In the early Summer of of 1987, I took a job with Manpower at Honeywell in Clearwater, Florida. I was assigned to be a secretary for one of the program engineers in the Shuttle division. I learned a lot about aerospace engineering and how governments built space programs. By April 1, 1988, I was given a permanent job as the Project Administrator of the Space Station program. It was a very different idea then. The space station being built now is scaled down from the hopes of the late 80s. My job was to liason between all the engineers and our customer, McDonnell Douglas. By October of 1989, I was laid off in a major "down-sizing" in the company (over 5000 employees company wide, many more cuts were to follow).
In many ways I was proud of my small contribution to the space program. As a kid, I remember the moon landing vividly and I remember a 6th grade science teacher who challenged us to think about space and what it meant to our little planet.
I cried when I watched the video above. I was inspired by our space program and now it seems like it will go the way of all other great American dreams. It will be commodified and sold off to high bidders who will then fashion it as a profitable toys instead of highest aspirations. I spent the week watching old Star Trek episodes and thinking to myself how different the future is from what it was imagined. Star Trek of the 60s makes frequent references to the space program of the 1990s and early 21st century. Most of its references are laughable and seem silly in light of what really has happened.
Some of it is a good -- I mean we were supposed to have had a great World War III with a mass eugenics program and millions, if not billions, dying (check out the first appearance of Kahn in Space Seed for more details. But we also were supposed to be united as a planet and venturing out into deeper and deeper space by now. And we have not.
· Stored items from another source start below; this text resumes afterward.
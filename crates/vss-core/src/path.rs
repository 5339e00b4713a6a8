//! Path key helpers.
//!
//! Datapoints travel in two spellings. The dotted form
//! (`Vehicle.CurrentLocation.Latitude`) is what clients send and receive;
//! the underscore-joined form (`Vehicle_CurrentLocation_Latitude`) is the
//! canonical key used for catalog lookups and storage. Segment names never
//! contain either separator, so the two forms translate losslessly.

/// Separator of the wire/display form
pub const DOT: char = '.';

/// Separator of the canonical key form
pub const UNDERSCORE: char = '_';

/// Convert a dotted path into its canonical underscore-joined key.
///
/// ```
/// # use vss_core::path::to_key;
/// assert_eq!(to_key("Vehicle.CurrentLocation.Latitude"), "Vehicle_CurrentLocation_Latitude");
/// ```
pub fn to_key(dotted: &str) -> String {
    dotted.replace(DOT, "_")
}

/// Convert a canonical key back into its dotted form.
///
/// ```
/// # use vss_core::path::to_dotted;
/// assert_eq!(to_dotted("Vehicle_Speed"), "Vehicle.Speed");
/// ```
pub fn to_dotted(key: &str) -> String {
    key.replace(UNDERSCORE, ".")
}

/// Merge a schema root and an optional sub-path into one canonical key.
///
/// An absent or empty path yields the schema on its own.
///
/// ```
/// # use vss_core::path::canonical_path;
/// assert_eq!(canonical_path("Vehicle", Some("CurrentLocation.Latitude")), "Vehicle_CurrentLocation_Latitude");
/// assert_eq!(canonical_path("Vehicle", None), "Vehicle");
/// ```
pub fn canonical_path(schema: &str, path: Option<&str>) -> String {
    match path {
        Some(p) if !p.is_empty() => to_key(&format!("{}{}{}", schema, DOT, p)),
        _ => to_key(schema),
    }
}

/// Join a parent path and a child segment in dotted form.
pub fn join_dotted(parent: &str, child: &str) -> String {
    if parent.is_empty() {
        child.to_string()
    } else if child.is_empty() {
        parent.to_string()
    } else {
        format!("{}{}{}", parent, DOT, child)
    }
}

/// Render a list of canonical keys the way error messages show them.
pub fn display_list(keys: &[String]) -> String {
    keys.iter()
        .map(|k| to_dotted(k))
        .collect::<Vec<_>>()
        .join(", ")
}

/// True when a segment name could be translated between both forms
/// without ambiguity.
pub fn is_valid_segment(segment: &str) -> bool {
    !segment.is_empty() && !segment.contains(DOT) && !segment.contains(UNDERSCORE)
}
As a sociologist, I am aware of some of the problems with how the space program developed. The language of the "final frontier" is fraught with colonialism, ethnocentricism and xenophobic references that go unexamined. I know money is needed for more pressing problems and that many progressives fear the space program as much as they do our military industrial complex. There is a definite connection. The builders of the space station almost all have military divisions. And, of course, Reagan's star wars programs of the 1980s were both silly and frightening.
But, dammit, I miss the naivety of the early space program. I miss the feeling of pride and wonder. I miss the visions of a possible future where major human conditions could be solved and equality was the natural outcome. I watch the early Star Trek episodes and I want to live in a place where people are equal. Okay, there is a lot of sexist stuff, but for the 60s, having women in positions of power and working on ships was radical.
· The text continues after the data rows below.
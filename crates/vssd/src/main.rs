//! vssd - VSS datapoint gateway daemon
//!
//! Serves JSON-RPC over WebSocket in front of a datapoint store.
//!
//! Usage:
//!   vssd [OPTIONS] [config.toml]
//!
//! Without a config file the gateway runs on port 8080 against an
//! in-memory time-series store and the built-in datapoint catalog.

mod config;

use std::path::PathBuf;
use std::sync::Arc;

use anyhow::{Context, Result};
use clap::Parser;
use tracing_subscriber::{fmt, layer::SubscriberExt, util::SubscriberInitExt, EnvFilter};

use vss_core::{DatapointCatalog, HandlerFactory, MessageSink};
use vss_handlers::{
    DocumentHandlerFactory, MemoryDocumentStore, MemoryTimeseriesStore, TimeseriesHandlerFactory,
};
use vss_router::{create_router, Connections, Dispatcher};

use crate::config::{GatewayConfig, StoreKind};

const BUILTIN_CATALOG: &str = include_str!("../config/vss_data_points.yaml");

#[derive(Parser)]
#[command(name = "vssd")]
#[command(version, about = "VSS datapoint gateway (JSON-RPC over WebSocket)")]
struct Cli {
    /// Gateway config file (TOML)
    config: Option<PathBuf>,

    /// Listen port
    #[arg(short, long, env = "VSS_PORT")]
    port: Option<u16>,

    /// Storage backend, overrides `store.kind`
    #[arg(long, value_enum, env = "HANDLER_TYPE")]
    handler: Option<StoreKind>,

    /// VSS datapoint catalog (.yaml, .yml or .json)
    #[arg(short, long, env = "VSS_DATAPOINTS")]
    datapoints: Option<PathBuf>,

    /// Emit logs as JSON
    #[arg(long)]
    log_json: bool,
}

#[tokio::main]
async fn main() -> Result<()> {
    let cli = Cli::parse();
    init_logging(cli.log_json);

    tracing::info!("Starting vssd (VSS datapoint gateway)");

    let config = match cli.config.as_deref() {
        Some(path) => {
            tracing::info!("Loading config from: {}", path.display());
            GatewayConfig::load_from(path)?
        }
        None => GatewayConfig::default(),
    }
    .merge_with_args(cli.port, cli.handler, cli.datapoints);

    let catalog = load_catalog(&config)?;
    tracing::info!(datapoints = catalog.len(), "Datapoint catalog ready");

    let connections = Arc::new(Connections::new());
    let factory = create_factory(&config, catalog, connections.clone());

    let dispatcher = Arc::new(
        Dispatcher::new(connections, factory.clone()).with_request_timeout(config.request_timeout()),
    );
    let app = create_router(dispatcher);

    let addr = format!("{}:{}", config.server.host, config.server.port);
    let listener = tokio::net::TcpListener::bind(&addr)
        .await
        .with_context(|| format!("Failed to bind {}", addr))?;
    tracing::info!(store = ?config.store.kind, "Listening on ws://{}", addr);

    axum::serve(listener, app)
        .with_graceful_shutdown(shutdown_signal())
        .await?;

    factory.shutdown();
    tracing::info!("vssd stopped");
    Ok(())
}

fn init_logging(json: bool) {
    let filter = EnvFilter::try_from_default_env().unwrap_or_else(|_| {
        "vssd=info,vss_router=info,vss_handlers=debug,vss_core=info".into()
    });

    tracing_subscriber::registry()
        .with(filter)
        .with(json.then(|| fmt::layer().json()))
        .with((!json).then(fmt::layer))
        .init();
}

fn load_catalog(config: &GatewayConfig) -> Result<DatapointCatalog> {
    let id_field = &config.store.id_field;
    match &config.store.datapoints {
        Some(path) => {
            tracing::info!("Loading datapoints from: {}", path.display());
            Ok(DatapointCatalog::load(path, id_field)?)
        }
        None => {
            tracing::info!("No datapoints file configured, using built-in catalog");
            DatapointCatalog::from_yaml_str(BUILTIN_CATALOG, id_field)
                .context("Built-in datapoint catalog is invalid")
        }
    }
}

fn create_factory(
    config: &GatewayConfig,
    catalog: DatapointCatalog,
    connections: Arc<Connections>,
) -> Arc<dyn HandlerFactory> {
    let sink: Arc<dyn MessageSink> = connections;
    match config.store.kind {
        StoreKind::Document => {
            let store = Arc::new(MemoryDocumentStore::new(catalog));
            Arc::new(DocumentHandlerFactory::new(store, sink))
        }
        StoreKind::Timeseries => {
            let store = Arc::new(MemoryTimeseriesStore::new(catalog));
            Arc::new(TimeseriesHandlerFactory::new(
                store,
                sink,
                config.poll_interval(),
            ))
        }
    }
}

async fn shutdown_signal() {
    match tokio::signal::ctrl_c().await {
        Ok(()) => tracing::info!("Shutdown requested"),
        Err(e) => tracing::error!(error = %e, "Failed to listen for Ctrl-C"),
    }
}

#[cfg(test)]
mod tests {
    use super::*;

    #[test]
    fn test_builtin_catalog_loads() {
        let catalog = load_catalog(&GatewayConfig::default()).unwrap();
        assert!(catalog.contains("Vehicle_CurrentLocation_Latitude"));
        assert!(catalog.contains(vss_core::DEFAULT_ID_FIELD));
    }

    #[test]
    fn test_cli_flags() {
        let cli = Cli::parse_from([
            "vssd",
            "gateway.toml",
            "--port",
            "9001",
            "--handler",
            "document",
            "--log-json",
        ]);
        assert_eq!(cli.config, Some(PathBuf::from("gateway.toml")));
        assert_eq!(cli.port, Some(9001));
        assert_eq!(cli.handler, Some(StoreKind::Document));
        assert!(cli.log_json);
    }

    #[test]
    fn test_unsupported_catalog_extension() {
        let config = GatewayConfig::default().merge_with_args(
            None,
            None,
            Some(PathBuf::from("points.csv")),
        );
        assert!(load_catalog(&config).is_err());
    }
}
So this past week has been a bit emotional for me. Wednesday, July 20th, was not only the 42nd anniversary of the moon landing, but also it would have been my son's 22nd birthday. Thursday, July 21st, was the end of the Shuttle era and there isn't really a whole lot in the works as Congress spends its time posturing over the so-called debt crisis and NASA officials are all smiles about the comming "commercial era."
I feel old. It doesn't help that this coming Thursday, I will turn 54. I miss so many things and I am saddened by the world as it is because I had a vision of what it could be.
But I do know that it can be better. My favorite line from Apollo 13 comes early in the movie, when Jim Lovell (Tom Hanks) is talking to his wife Marilyn (Kathleen Quinlan) right after the moon walk:
"From now on, we live in a world where man has walked on the moon. And it's not a miracle, we just decided to go"
We could decide again. All we need is the vision.
A friend of mine gave me a card that still sits on the fridge. On the front it says "dare to be naive." Over the years I've contemplated a myriad of meanings for the card. This is the meaning I'm contemplating tonight.
The world is absurd, and yet, I am naive enough to want to find its meaning.
I naively think that when people say they want freedom, they know what that means, that trying to contain or control the chaos usually results in less freedom.
I naively think that people will take me at face value. But a false dichotomy grips this land called America. "If you're not for us, then you're agin' us." Can't I just be "for" something without having to take up a whole side. I don't fit. I don't want to fit into this neat box. I like fractals.
I naively think that in order there is chaos and in chaos there is order.
I naively think that I am a free person and that holding an idea that overlaps with one side of this artificial, false divide does not limit me from holding an idea that overlaps with the other side. I am free to have my own side, as I see it.
I naively think that my having a brain is a good thing. Apparently, the world sees it as an inconvenience.
I hold little power. I have no money. My opinion does not count and is not sought. Others decide for me. I am constructed by others and then made to suffer the consequences of the construction as if it were my own doing. I am naive enough to believe I might get to have say in my own identity.
This culture, this place, this 235 year old experiment is falling apart because of this false divide. Turns out that a house divided against itself just collapses.
I am naive enough to think something better might emerge from the implosion (maybe that's just what Vegas taught me).
You may be wondering what triggered this contemplation and its underlying anger, disgust and sadness.
Nothing and everything.
I'm naive enough to speculate and wait around to see what's next. I am naive enough to believe that there has to be a better way.